--- RECORDS SHOWN ---

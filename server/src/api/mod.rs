//! API Router and Application State
//!
//! The HTTP surface named in spec.md §6: reanalyze, live progress, and
//! manual scoring. Everything else (ingestion, article reads, auth) is an
//! external collaborator out of scope for this crate.

mod handlers;

use std::sync::Arc;

use axum::routing::{get, post};
use axum::{Json, Router};
use serde::Serialize;
use sqlx::PgPool;
use tower_http::compression::CompressionLayer;
use tower_http::cors::{Any, CorsLayer};
use tower_http::trace::TraceLayer;
use utoipa::OpenApi;
use utoipa_swagger_ui::SwaggerUi;

use crate::config::ScoringConfig;
use crate::db::cache::ScoreCacheInvalidator;
use crate::ensemble::Executor;
use crate::llm::LlmClient;
use crate::progress::ProgressTracker;
use crate::run_registry::RunRegistry;
use crate::score_config::ScoreConfig;

/// Shared application state for every HTTP handler.
#[derive(Clone)]
pub struct AppState {
    pub db: PgPool,
    pub config: Arc<ScoringConfig>,
    pub score_config: Arc<ScoreConfig>,
    pub progress: ProgressTracker,
    pub run_registry: RunRegistry,
    pub cache: Arc<dyn ScoreCacheInvalidator>,
    pub executor: Executor,
}

impl AppState {
    #[must_use]
    pub fn new(
        db: PgPool,
        config: Arc<ScoringConfig>,
        score_config: Arc<ScoreConfig>,
        progress: ProgressTracker,
        llm_client: Arc<dyn LlmClient>,
        cache: Arc<dyn ScoreCacheInvalidator>,
    ) -> Self {
        let run_registry = RunRegistry::new();
        let executor = Executor {
            config: config.clone(),
            score_config: score_config.clone(),
            llm_client,
            pool: db.clone(),
            cache: cache.clone(),
            progress: progress.clone(),
            run_registry: run_registry.clone(),
        };

        Self {
            db,
            config,
            score_config,
            progress,
            run_registry,
            cache,
            executor,
        }
    }
}

#[derive(OpenApi)]
#[openapi(
    paths(
        handlers::reanalyze,
        handlers::score_progress,
        handlers::manual_score,
    ),
    tags((name = "scoring", description = "NewsBalancer Scoring Core"))
)]
pub struct ApiDoc;

/// Build the application router.
pub fn create_router(state: AppState) -> Router {
    let cors = CorsLayer::new()
        .allow_origin(Any)
        .allow_methods(Any)
        .allow_headers(Any);

    Router::new()
        .route("/health", get(health_check))
        .route("/reanalyze/{article_id}", post(handlers::reanalyze))
        .route("/score-progress/{article_id}", get(handlers::score_progress))
        .route("/manual-score/{article_id}", post(handlers::manual_score))
        .merge(SwaggerUi::new("/api/docs").url("/api/docs/openapi.json", ApiDoc::openapi()))
        .layer(TraceLayer::new_for_http())
        .layer(CompressionLayer::new())
        .layer(cors)
        .with_state(state)
}

#[derive(Serialize, utoipa::ToSchema)]
struct HealthResponse {
    status: &'static str,
    database: bool,
}

async fn health_check(axum::extract::State(state): axum::extract::State<AppState>) -> Json<HealthResponse> {
    let db_ok = sqlx::query("SELECT 1").fetch_one(&state.db).await.is_ok();
    Json(HealthResponse {
        status: if db_ok { "ok" } else { "degraded" },
        database: db_ok,
    })
}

---

» HOW TO COMPLETE THIS TASK
Filter the data above by the word "else" and copy every line that matches.

» FINISHED TASK
//! manual scoring. Everything else (ingestion, article reads, auth) is an
        status: if db_ok { "ok" } else { "degraded" },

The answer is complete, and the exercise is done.